- [Task objective]
Check each line of the data, and copy those where "filter" appears.

- [Saved data entries]
==========

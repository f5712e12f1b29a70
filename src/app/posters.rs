// src/app/posters.rs
use std::collections::HashMap;
use std::path::PathBuf;
use std::sync::mpsc::{self, Receiver, Sender, TryRecvError};
use std::sync::{Arc, Mutex};
use std::time::Duration;

use eframe::egui::{self as eg, TextureHandle};
use reqwest::blocking::Client;
use tracing::{debug, warn};

use super::cache::{self, PosterCache};
use super::types::{PosterDone, PosterState};

const RESIZE_MAX_W: u32 = 342;
const RESIZE_QUALITY: u8 = 80;
const MAX_DONE_PER_FRAME: usize = 12;
/// Uploaded textures kept alive; a grid screen needs far fewer.
const MAX_TEXTURES: usize = 240;

struct PosterSlot {
    state: PosterState,
    path: Option<PathBuf>,
    tex: Option<TextureHandle>,
    last_used: u64,
}

struct PosterJob {
    key: String,
    url: String,
}

/// Poster downloads and textures, keyed by the cache key of the image URL.
/// Workers start on the first download that misses the disk cache.
pub struct PosterBoard {
    cache: PosterCache,
    worker_count: usize,
    slots: HashMap<String, PosterSlot>,
    tick: u64,
    work_tx: Option<Sender<PosterJob>>,
    done_tx: Sender<PosterDone>,
    done_rx: Receiver<PosterDone>,
}

impl PosterBoard {
    pub fn new(cache: PosterCache, worker_count: usize) -> Self {
        let (done_tx, done_rx) = mpsc::channel();
        Self {
            cache,
            worker_count: worker_count.max(1),
            slots: HashMap::new(),
            tick: 0,
            work_tx: None,
            done_tx,
            done_rx,
        }
    }

    /// Make sure the poster for `url` is on disk or on its way there.
    pub fn request(&mut self, url: &str) {
        let key = cache::url_to_cache_key(url);
        if self.slots.contains_key(&key) {
            return;
        }
        if let Some(path) = self.cache.find(&key) {
            self.slots.insert(
                key,
                PosterSlot {
                    state: PosterState::Cached,
                    path: Some(path),
                    tex: None,
                    last_used: 0,
                },
            );
            return;
        }

        let state = match self.ensure_workers() {
            Some(tx) => {
                let job = PosterJob {
                    key: key.clone(),
                    url: url.to_string(),
                };
                if tx.send(job).is_ok() {
                    PosterState::Pending
                } else {
                    PosterState::Failed
                }
            }
            None => PosterState::Failed,
        };
        self.slots.insert(
            key,
            PosterSlot {
                state,
                path: None,
                tex: None,
                last_used: 0,
            },
        );
    }

    pub fn state(&self, url: &str) -> Option<PosterState> {
        self.slots
            .get(&cache::url_to_cache_key(url))
            .map(|s| s.state)
    }

    pub fn pending(&self) -> usize {
        self.slots
            .values()
            .filter(|s| s.state == PosterState::Pending)
            .count()
    }

    /// Fold finished downloads into the slots. Returns how many arrived.
    pub fn poll(&mut self) -> usize {
        let mut drained = 0usize;
        while drained < MAX_DONE_PER_FRAME {
            match self.done_rx.try_recv() {
                Ok(msg) => {
                    drained += 1;
                    let Some(slot) = self.slots.get_mut(&msg.key) else {
                        continue;
                    };
                    match msg.result {
                        Ok(path) => {
                            slot.path = Some(path);
                            slot.state = PosterState::Cached; // uploaded lazily during paint
                        }
                        Err(e) => {
                            debug!("poster {} failed: {e}", msg.key);
                            slot.state = PosterState::Failed;
                        }
                    }
                }
                Err(TryRecvError::Empty | TryRecvError::Disconnected) => break,
            }
        }
        drained
    }

    /// Texture for `url`, requesting it first if needed. A cached file is
    /// uploaded only while `uploads_left` allows; each upload spends one.
    pub fn texture(
        &mut self,
        ctx: &eg::Context,
        url: &str,
        uploads_left: &mut usize,
    ) -> Option<TextureHandle> {
        self.request(url);
        self.tick += 1;
        let key = cache::url_to_cache_key(url);
        let slot = self.slots.get_mut(&key)?;
        slot.last_used = self.tick;

        let mut uploaded = false;
        if slot.state == PosterState::Cached && *uploads_left > 0 {
            if let Some(path) = slot.path.as_deref() {
                *uploads_left -= 1;
                match super::gfx::load_texture_from_path(ctx, path, &key) {
                    Ok(tex) => {
                        slot.tex = Some(tex);
                        slot.state = PosterState::Ready;
                        uploaded = true;
                    }
                    Err(e) => {
                        warn!("poster upload failed for {}: {e}", path.display());
                        slot.state = PosterState::Failed;
                    }
                }
            }
        }
        let tex = slot.tex.clone();
        if uploaded {
            self.release_stale_textures();
        }
        tex
    }

    pub fn textures_alive(&self) -> usize {
        self.slots.values().filter(|s| s.tex.is_some()).count()
    }

    /// Drop the least recently drawn textures past [`MAX_TEXTURES`]. Their
    /// files stay cached, so the slot goes back to `Cached`.
    fn release_stale_textures(&mut self) {
        let alive = self.textures_alive();
        if alive <= MAX_TEXTURES {
            return;
        }
        let mut by_age: Vec<(u64, String)> = self
            .slots
            .iter()
            .filter(|(_, s)| s.tex.is_some())
            .map(|(k, s)| (s.last_used, k.clone()))
            .collect();
        by_age.sort_unstable();
        for (_, key) in by_age.into_iter().take(alive - MAX_TEXTURES) {
            if let Some(slot) = self.slots.get_mut(&key) {
                slot.tex = None;
                slot.state = PosterState::Cached;
            }
        }
        debug!("released {} poster texture(s)", alive - MAX_TEXTURES);
    }

    fn ensure_workers(&mut self) -> Option<Sender<PosterJob>> {
        if let Some(tx) = &self.work_tx {
            return Some(tx.clone());
        }

        let client = match Client::builder()
            .user_agent("flix/posters")
            .timeout(Duration::from_secs(20))
            .pool_max_idle_per_host(16)
            .default_headers({
                use reqwest::header::{HeaderMap, HeaderValue, ACCEPT};
                let mut h = HeaderMap::new();
                h.insert(
                    ACCEPT,
                    HeaderValue::from_static("image/avif,image/webp,image/*;q=0.8,*/*;q=0.5"),
                );
                h
            })
            .build()
        {
            Ok(c) => Arc::new(c),
            Err(e) => {
                warn!("poster http client build failed: {e}");
                return None;
            }
        };

        let (work_tx, work_rx) = mpsc::channel::<PosterJob>();
        let work_rx = Arc::new(Mutex::new(work_rx));
        let dir = self.cache.dir().to_path_buf();

        for _ in 0..self.worker_count {
            let work_rx = Arc::clone(&work_rx);
            let done_tx = self.done_tx.clone();
            let client = Arc::clone(&client);
            let dir = dir.clone();

            std::thread::spawn(move || loop {
                let job = {
                    let Ok(rx) = work_rx.lock() else {
                        break;
                    };
                    rx.recv()
                };
                let Ok(PosterJob { key, url }) = job else {
                    break;
                };
                let result = cache::download_and_store_resized_with_client(
                    &client,
                    &dir,
                    &url,
                    &key,
                    RESIZE_MAX_W,
                    RESIZE_QUALITY,
                );
                if done_tx.send(PosterDone { key, result }).is_err() {
                    break;
                }
            });
        }
        debug!("started {} poster worker(s)", self.worker_count);

        self.work_tx = Some(work_tx.clone());
        Some(work_tx)
    }
}

#[cfg(test)]
mod tests {
    use super::*;
    use std::time::Instant;

    #[test]
    fn cached_file_needs_no_download() {
        let dir = tempfile::tempdir().unwrap();
        let cache = PosterCache::open(dir.path());
        let url = "https://image.tmdb.org/t/p/w342/abc.jpg";
        let key = cache::url_to_cache_key(url);
        std::fs::write(cache.dir().join(format!("{key}.jpg")), b"jpeg").unwrap();

        let mut board = PosterBoard::new(cache, 2);
        board.request(url);
        assert_eq!(board.state(url), Some(PosterState::Cached));
        assert_eq!(board.pending(), 0);
        assert!(board.work_tx.is_none());
    }

    #[test]
    fn uploaded_textures_stay_capped() {
        let dir = tempfile::tempdir().unwrap();
        let cache = PosterCache::open(dir.path());
        let urls: Vec<String> = (0..MAX_TEXTURES + 20)
            .map(|i| format!("https://image.tmdb.org/t/p/w342/{i}.jpg"))
            .collect();
        for url in &urls {
            let key = cache::url_to_cache_key(url);
            image::RgbaImage::new(2, 3)
                .save(cache.dir().join(format!("{key}.png")))
                .unwrap();
        }

        let ctx = eg::Context::default();
        let mut board = PosterBoard::new(cache, 1);
        let mut uploads_left = usize::MAX;
        for url in &urls {
            assert!(board.texture(&ctx, url, &mut uploads_left).is_some());
        }
        assert_eq!(board.textures_alive(), MAX_TEXTURES);
        assert_eq!(board.state(&urls[0]), Some(PosterState::Cached));
        assert_eq!(board.state(&urls[urls.len() - 1]), Some(PosterState::Ready));

        // A released poster comes back from disk on the next draw.
        assert!(board.texture(&ctx, &urls[0], &mut uploads_left).is_some());
        assert_eq!(board.textures_alive(), MAX_TEXTURES);
        assert_eq!(board.state(&urls[0]), Some(PosterState::Ready));
    }

    #[test]
    fn unreachable_poster_ends_failed() {
        let dir = tempfile::tempdir().unwrap();
        let mut board = PosterBoard::new(PosterCache::open(dir.path()), 1);
        let url = "http://127.0.0.1:9/missing.jpg";
        board.request(url);
        board.request(url);
        assert_eq!(board.state(url), Some(PosterState::Pending));
        assert_eq!(board.pending(), 1);

        let deadline = Instant::now() + Duration::from_secs(30);
        while board.pending() > 0 && Instant::now() < deadline {
            board.poll();
            std::thread::sleep(Duration::from_millis(10));
        }
        assert_eq!(board.state(url), Some(PosterState::Failed));
    }
}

==========

- [Task result]
            .filter(|s| s.state == PosterState::Pending)
        self.slots.values().filter(|s| s.tex.is_some()).count()
            .filter(|(_, s)| s.tex.is_some())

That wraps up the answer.